The uncertain future of America from Trump’s infection could adversely affect its core ally South Korea as the Moon Jae-in administration is ardently trying to address Korean Peninsula issues, including the denuclearization of North Korea. The paralysis of the U.S. administration under precarious circumstances can seriously hurt the Korean Peninsula peace process aggressively being pushed by the Moon administration.

As if to signify the graveness of the situation, the White House indefinitely suspended Secretary of State Mike Pompeo’s scheduled visit to Seoul on Wednesday, but not his trip to Tokyo after Suga Yoshihide’s election as prime minister of Japan. It seems that Pompeo, a close aide to Trump and the fourth official to succeed Trump in times of emergency, could not afford to leave the United States for long.

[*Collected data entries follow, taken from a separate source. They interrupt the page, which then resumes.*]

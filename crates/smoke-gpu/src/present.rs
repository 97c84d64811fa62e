//! Compositor: dye to a visible target with alpha from intensity.

use crate::helpers;
use crate::programs::ProgramKind;
use crate::sim::{FluidSim, GpuContext};
use smoke_core::SimError;

impl FluidSim {
    /// Clear `target` to transparent and draw the dye over it with
    /// `src-alpha, 1-src-alpha` blending. Simulation state is untouched.
    pub fn render_to(&self, ctx: &GpuContext, target: &wgpu::TextureView) -> Result<(), SimError> {
        self.lifecycle.ensure_ready()?;
        let resources = self.resources.as_ref().ok_or(SimError::Disposed)?;
        let dye = resources.fields.dye.read().view();
        let bg = helpers::field_bind_group(
            &ctx.device,
            "bg_display",
            resources.programs.layout(),
            &resources.uniforms.grid,
            &resources.sampler,
            dye,
            dye,
        );
        let mut encoder = ctx
            .device
            .create_command_encoder(&wgpu::CommandEncoderDescriptor {
                label: Some("fluid_display"),
            });
        helpers::fullscreen_pass(
            &mut encoder,
            "display",
            target,
            Some(wgpu::Color::TRANSPARENT),
            resources.programs.pipeline(ProgramKind::Display),
            &bg,
        );
        ctx.queue.submit(std::iter::once(encoder.finish()));
        Ok(())
    }
}
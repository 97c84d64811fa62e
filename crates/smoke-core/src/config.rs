use crate::constants::*;
use crate::error::ConfigError;
use glam::{UVec2, Vec2, Vec3};
use serde::{Deserialize, Serialize};

/// How grid dimensions are derived.
#[derive(Clone, Copy, Debug, Default, PartialEq, Eq, Serialize, Deserialize)]
#[serde(tag = "mode", rename_all = "snake_case")]
pub enum GridSizing {
    /// Square grids of `sim_resolution` and `dye_resolution`.
    #[default]
    Fixed,
    /// Both grids follow the canvas size `>> shift`.
    Downsample { shift: u32 },
}

/// Synthetic "incense" emission point.
#[derive(Clone, Debug, PartialEq, Serialize, Deserialize)]
#[serde(default)]
pub struct EmitterConfig {
    pub interval_ms: u32,
    /// Canvas-normalized position, y down.
    pub origin: Vec2,
    pub speed_min: f32,
    pub speed_max: f32,
    pub color: Vec3,
    pub seed: Option<u64>,
}

impl Default for EmitterConfig {
    fn default() -> Self {
        Self {
            interval_ms: EMIT_INTERVAL_MS,
            origin: Vec2::splat(0.5),
            speed_min: EMIT_SPEED_MIN,
            speed_max: EMIT_SPEED_MAX,
            color: Vec3::splat(SMOKE_GRAY),
            seed: None,
        }
    }
}

/// Per-session simulation parameters. Set once at initialization.
#[derive(Clone, Debug, PartialEq, Serialize, Deserialize)]
#[serde(default)]
pub struct SimulationConfig {
    pub sim_resolution: u32,
    pub dye_resolution: u32,
    pub grid_sizing: GridSizing,
    pub velocity_dissipation: f32,
    pub density_dissipation: f32,
    pub pressure_iterations: u32,
    pub splat_radius: f32,
    pub splat_force: f32,
    pub max_frame_delta: f32,
    pub emitter: Option<EmitterConfig>,
}

impl Default for SimulationConfig {
    fn default() -> Self {
        Self {
            sim_resolution: DEFAULT_SIM_RESOLUTION,
            dye_resolution: DEFAULT_DYE_RESOLUTION,
            grid_sizing: GridSizing::Fixed,
            velocity_dissipation: DEFAULT_VELOCITY_DISSIPATION,
            density_dissipation: DEFAULT_DENSITY_DISSIPATION,
            pressure_iterations: DEFAULT_PRESSURE_ITERATIONS,
            splat_radius: DEFAULT_SPLAT_RADIUS,
            splat_force: DEFAULT_SPLAT_FORCE,
            max_frame_delta: MAX_FRAME_DELTA_SEC,
            emitter: None,
        }
    }
}

impl SimulationConfig {
    /// Centered gray smoke rising from a fixed point, emitted every 60 ms.
    pub fn incense() -> Self {
        Self {
            velocity_dissipation: INCENSE_VELOCITY_DISSIPATION,
            emitter: Some(EmitterConfig::default()),
            ..Self::default()
        }
    }

    /// Velocity/pressure grid and dye grid dimensions for a canvas.
    pub fn grid_sizes(&self, canvas: UVec2) -> (UVec2, UVec2) {
        match self.grid_sizing {
            GridSizing::Fixed => (
                UVec2::splat(self.sim_resolution),
                UVec2::splat(self.dye_resolution),
            ),
            GridSizing::Downsample { shift } => {
                let grid = UVec2::new(canvas.x >> shift, canvas.y >> shift).max(UVec2::ONE);
                (grid, grid)
            }
        }
    }

    pub fn validate(&self) -> Result<(), ConfigError> {
        if self.grid_sizing == GridSizing::Fixed {
            at_least_one("sim_resolution", self.sim_resolution)?;
            at_least_one("dye_resolution", self.dye_resolution)?;
        }
        if let GridSizing::Downsample { shift } = self.grid_sizing {
            if shift > MAX_DOWNSAMPLE_SHIFT {
                return Err(ConfigError::OutOfRange {
                    field: "grid_sizing.shift",
                    value: shift as f64,
                    expected: "0..=8",
                });
            }
        }
        unit_interval("velocity_dissipation", self.velocity_dissipation)?;
        unit_interval("density_dissipation", self.density_dissipation)?;
        at_least_one("pressure_iterations", self.pressure_iterations)?;
        positive("splat_radius", self.splat_radius)?;
        positive("max_frame_delta", self.max_frame_delta)?;
        if !(self.splat_force.is_finite() && self.splat_force >= 0.0) {
            return Err(ConfigError::OutOfRange {
                field: "splat_force",
                value: self.splat_force as f64,
                expected: ">= 0",
            });
        }
        if let Some(emitter) = &self.emitter {
            at_least_one("emitter.interval_ms", emitter.interval_ms)?;
            if !(emitter.speed_min.is_finite() && emitter.speed_min >= 0.0) {
                return Err(ConfigError::OutOfRange {
                    field: "emitter.speed_min",
                    value: emitter.speed_min as f64,
                    expected: ">= 0",
                });
            }
            if !emitter.speed_max.is_finite() {
                return Err(ConfigError::OutOfRange {
                    field: "emitter.speed_max",
                    value: emitter.speed_max as f64,
                    expected: "finite",
                });
            }
            if !(emitter.speed_max >= emitter.speed_min) {
                return Err(ConfigError::InvertedSpeedRange {
                    min: emitter.speed_min,
                    max: emitter.speed_max,
                });
            }
        }
        Ok(())
    }
}

fn unit_interval(field: &'static str, value: f32) -> Result<(), ConfigError> {
    if value > 0.0 && value <= 1.0 {
        Ok(())
    } else {
        Err(ConfigError::OutOfRange {
            field,
            value: value as f64,
            expected: "(0, 1]",
        })
    }
}

fn positive(field: &'static str, value: f32) -> Result<(), ConfigError> {
    if value.is_finite() && value > 0.0 {
        Ok(())
    } else {
        Err(ConfigError::OutOfRange {
            field,
            value: value as f64,
            expected: "> 0",
        })
    }
}

fn at_least_one(field: &'static str, value: u32) -> Result<(), ConfigError> {
    if value >= 1 {
        Ok(())
    } else {
        Err(ConfigError::OutOfRange {
            field,
            value: value as f64,
            expected: ">= 1",
        })
    }
}
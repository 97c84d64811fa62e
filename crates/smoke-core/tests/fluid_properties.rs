use glam::{UVec2, Vec2, Vec3};
use smoke_core::{
    FluidEngine, FrameDriver, FrameOutcome, GridSizing, Impulse, Lifecycle, PingPong,
    ReferenceFluid, SimError, SimulationConfig,
};
use std::time::Duration;

fn small_config() -> SimulationConfig {
    SimulationConfig {
        sim_resolution: 64,
        dye_resolution: 64,
        velocity_dissipation: 1.0,
        density_dissipation: 1.0,
        pressure_iterations: 20,
        splat_radius: 0.001,
        ..SimulationConfig::default()
    }
}

fn e2e_config() -> SimulationConfig {
    SimulationConfig {
        sim_resolution: 128,
        dye_resolution: 512,
        velocity_dissipation: 0.99,
        density_dissipation: 0.98,
        pressure_iterations: 20,
        splat_radius: 0.0025,
        ..SimulationConfig::default()
    }
}

#[test]
fn double_buffers_are_disjoint_for_every_resolution() {
    for (sim, dye) in [(32u32, 64u32), (128, 512), (100, 300)] {
        let cfg = SimulationConfig {
            sim_resolution: sim,
            dye_resolution: dye,
            ..SimulationConfig::default()
        };
        let fluid = ReferenceFluid::new(cfg, UVec2::new(64, 64)).unwrap();
        for pair in [fluid.velocity(), fluid.pressure()] {
            assert!(!std::ptr::eq(pair.read(), pair.write()));
            assert_eq!(pair.read().size(), UVec2::splat(sim));
            assert_eq!(pair.write().size(), UVec2::splat(sim));
        }
        assert!(!std::ptr::eq(fluid.dye().read(), fluid.dye().write()));
        assert_eq!(fluid.dye_size(), UVec2::splat(dye));

        let mut pair = fluid.dye().clone();
        let before = pair.read_index();
        pair.swap();
        assert_ne!(pair.read_index(), before);
        pair.swap();
        assert_eq!(pair.read_index(), before);
    }
}

#[test]
fn swap_exchanges_roles_without_copying() {
    let mut pair = PingPong::new(vec![1u8; 16], vec![2u8; 16]);
    let read_ptr = pair.read().as_ptr();
    pair.swap();
    assert_eq!(pair.write().as_ptr(), read_ptr);
    assert_eq!(pair.read()[0], 2);
}

#[test]
fn energy_never_grows_without_splats() {
    let canvas = UVec2::new(64, 64);
    let mut fluid = ReferenceFluid::new(small_config(), canvas).unwrap();
    fluid
        .splat(&Impulse::at_center(canvas, Vec2::new(10.0, -4.0), Vec3::ONE))
        .unwrap();
    fluid.step(1.0 / 60.0).unwrap();

    let mut velocity = fluid.velocity().read().energy(2);
    let mut dye = fluid.dye().read().energy(3);
    assert!(velocity > 0.0 && dye > 0.0);
    for _ in 0..8 {
        fluid.step(1.0 / 60.0).unwrap();
        let v = fluid.velocity().read().energy(2);
        let d = fluid.dye().read().energy(3);
        assert!(v <= velocity * (1.0 + 1e-3) + 1e-6, "velocity {velocity} -> {v}");
        assert!(d <= dye * (1.0 + 1e-3) + 1e-6, "dye {dye} -> {d}");
        velocity = v;
        dye = d;
    }
}

#[test]
fn splat_raises_local_intensity_and_leaves_far_field() {
    let canvas = UVec2::new(512, 512);
    let mut fluid = ReferenceFluid::new(e2e_config(), canvas).unwrap();
    let near = Vec2::splat(0.5);
    let far = Vec2::new(0.8, 0.5);

    let before_near = fluid.dye().read().mean_intensity(near, 0.02);
    let before_far = fluid.dye().read().mean_intensity(far, 0.02);
    fluid
        .splat(&Impulse::at_center(canvas, Vec2::ZERO, Vec3::ONE))
        .unwrap();
    let after_near = fluid.dye().read().mean_intensity(near, 0.02);
    let after_far = fluid.dye().read().mean_intensity(far, 0.02);

    assert!(after_near > before_near);
    assert!((after_far - before_far).abs() < 1e-6);
}

#[test]
fn splat_maps_screen_top_to_field_top() {
    let canvas = UVec2::new(64, 64);
    let mut fluid = ReferenceFluid::new(small_config(), canvas).unwrap();
    fluid
        .splat(&Impulse::new(Vec2::new(32.0, 8.0), Vec2::ZERO, Vec3::ONE))
        .unwrap();
    let dye = fluid.dye().read();
    assert!(dye.intensity(32, 56) > 0.5);
    assert!(dye.intensity(32, 8) < 1e-6);
}

#[test]
fn oversized_delta_matches_clamped_delta() {
    let canvas = UVec2::new(64, 64);
    let mut long = ReferenceFluid::new(small_config(), canvas).unwrap();
    let mut clamped = long.clone();
    let impulse = Impulse::at_center(canvas, Vec2::new(40.0, 0.0), Vec3::ONE);
    long.splat(&impulse).unwrap();
    clamped.splat(&impulse).unwrap();

    long.step(5.0).unwrap();
    clamped.step(1.0 / 60.0).unwrap();

    assert_eq!(long.velocity().read(), clamped.velocity().read());
    assert_eq!(long.dye().read(), clamped.dye().read());
}

#[test]
fn resize_reallocates_cleared_fields() {
    let cfg = SimulationConfig {
        grid_sizing: GridSizing::Downsample { shift: 0 },
        ..SimulationConfig::default()
    };
    let mut fluid = ReferenceFluid::new(cfg, UVec2::splat(128)).unwrap();
    assert_eq!(fluid.grid_size(), UVec2::splat(128));
    fluid
        .splat(&Impulse::at_center(UVec2::splat(128), Vec2::X * 50.0, Vec3::ONE))
        .unwrap();
    fluid.step(1.0 / 60.0).unwrap();
    assert!(fluid.dye().read().energy(3) > 0.0);

    fluid.resize(UVec2::splat(256)).unwrap();
    assert_eq!(fluid.grid_size(), UVec2::splat(256));
    assert_eq!(fluid.dye_size(), UVec2::splat(256));
    assert_eq!(fluid.divergence().size(), UVec2::splat(256));
    for pair in [fluid.velocity(), fluid.dye(), fluid.pressure()] {
        assert_eq!(pair.read().energy(4), 0.0);
        assert_eq!(pair.write().energy(4), 0.0);
    }
}

#[test]
fn end_to_end_smoke_spreads_from_center() {
    let canvas = UVec2::new(512, 512);
    let cfg = e2e_config();
    let radius_uv = cfg.splat_radius.sqrt();
    let mut fluid = ReferenceFluid::new(cfg, canvas).unwrap();

    let center = fluid.dye_size() / 2;
    let before = fluid.dye().read().intensity(center.x, center.y);
    fluid
        .splat(&Impulse::at_center(canvas, Vec2::new(100.0, 0.0), Vec3::ONE))
        .unwrap();
    fluid.step(1.0 / 60.0).unwrap();
    assert!(fluid.dye().read().intensity(center.x, center.y) > before);

    for _ in 0..3 {
        fluid.step(1.0 / 60.0).unwrap();
    }
    let right = center.x + (radius_uv * fluid.dye_size().x as f32) as u32;
    assert!(fluid.dye().read().intensity(right, center.y) > 0.0);

    fluid.render().unwrap();
    let frame = fluid.frame();
    assert!(frame.texel(256, 256).w > 0.0);
    assert_eq!(frame.texel(0, 0).w, 0.0);
}

#[test]
fn disposed_driver_stops_and_engine_rejects_step() {
    let canvas = UVec2::new(64, 64);
    let cfg = small_config();
    let fluid = ReferenceFluid::new(cfg.clone(), canvas).unwrap();
    let mut driver = FrameDriver::new(fluid, &cfg, canvas);
    driver.start().unwrap();
    assert_eq!(
        driver.frame(instant::Instant::now(), canvas).unwrap(),
        FrameOutcome::Continue
    );

    driver.dispose();
    assert_eq!(
        driver.frame(instant::Instant::now(), canvas).unwrap(),
        FrameOutcome::Halted
    );
    assert_eq!(driver.engine().lifecycle(), Lifecycle::Disposed);
    assert!(matches!(
        driver.engine_mut().step(1.0 / 60.0),
        Err(SimError::Disposed)
    ));
    assert!(matches!(
        driver
            .engine_mut()
            .splat(&Impulse::at_center(canvas, Vec2::ZERO, Vec3::ONE)),
        Err(SimError::Disposed)
    ));
}

#[test]
fn incense_driver_fills_dye_over_frames() {
    let canvas = UVec2::new(64, 64);
    let mut cfg = SimulationConfig {
        sim_resolution: 32,
        dye_resolution: 64,
        ..SimulationConfig::incense()
    };
    if let Some(emitter) = cfg.emitter.as_mut() {
        emitter.seed = Some(11);
    }
    let fluid = ReferenceFluid::new(cfg.clone(), canvas).unwrap();
    let mut driver = FrameDriver::new(fluid, &cfg, canvas);
    driver.start().unwrap();

    let t0 = instant::Instant::now();
    for i in 0..5u64 {
        driver.emit_due(Duration::from_millis(60));
        driver
            .frame(t0 + Duration::from_millis(16 * i), canvas)
            .unwrap();
    }
    assert_eq!(driver.frames(), 5);
    assert!(driver.engine().dye().read().energy(3) > 0.0);
    assert!(driver.engine().frame().texel(32, 32).w > 0.0);
}

#[test]
fn invalid_config_is_rejected_at_initialization() {
    let cfg = SimulationConfig {
        splat_radius: 0.0,
        ..SimulationConfig::default()
    };
    assert!(matches!(
        ReferenceFluid::new(cfg, UVec2::splat(64)),
        Err(SimError::Config(_))
    ));
}

#[test]
fn config_parses_from_partial_json() {
    let cfg: SimulationConfig =
        serde_json::from_str(r#"{"pressure_iterations": 10, "grid_sizing": {"mode": "downsample", "shift": 1}}"#)
            .unwrap();
    assert_eq!(cfg.pressure_iterations, 10);
    assert_eq!(cfg.grid_sizing, GridSizing::Downsample { shift: 1 });
    assert_eq!(cfg.sim_resolution, 128);
    assert!(cfg.emitter.is_none());
}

As a result, the possibility of an October surprise — striking a remarkable deal with North Korea just ahead of the U.S. presidential election — also nearly vanished, with less than 20 days until the election after Trump is released from a two-week quarantine. Some diplomatic experts mention the possibility of Kim Yo-jong, the sister of North Korean leader Kim Jong-un, embarking on a trip to Washington to help break the deadlock in denuclearization talks. Given Trump’s health condition, however, chances are slim, meaning the Moon administration must address inter-Korean issues on its own.

It’s an ominous sign for the Moon administration which has been eager to find a breakthrough in the stalemate in inter-Korean relations. As the October surprise has almost disappeared, the government needs to accept the unexpected developments and prepare for the worst-possible case in the future.

Despite many uncertainties resulting from the U.S. president’s infection, one thing is certain: U.S.-China relations will deteriorate further. Given Trump persistently blames China for the global spread of Covid-19, Washington will most likely accelerate its attacks on Beijing.

At this juncture, Trump could be tempted to put into action his relentless China bashing. In that case, Korea could be asked to take sides with the United States despite its close ties with Beijing for trade. The Moon administration must thoroughly prepare for all possibilities.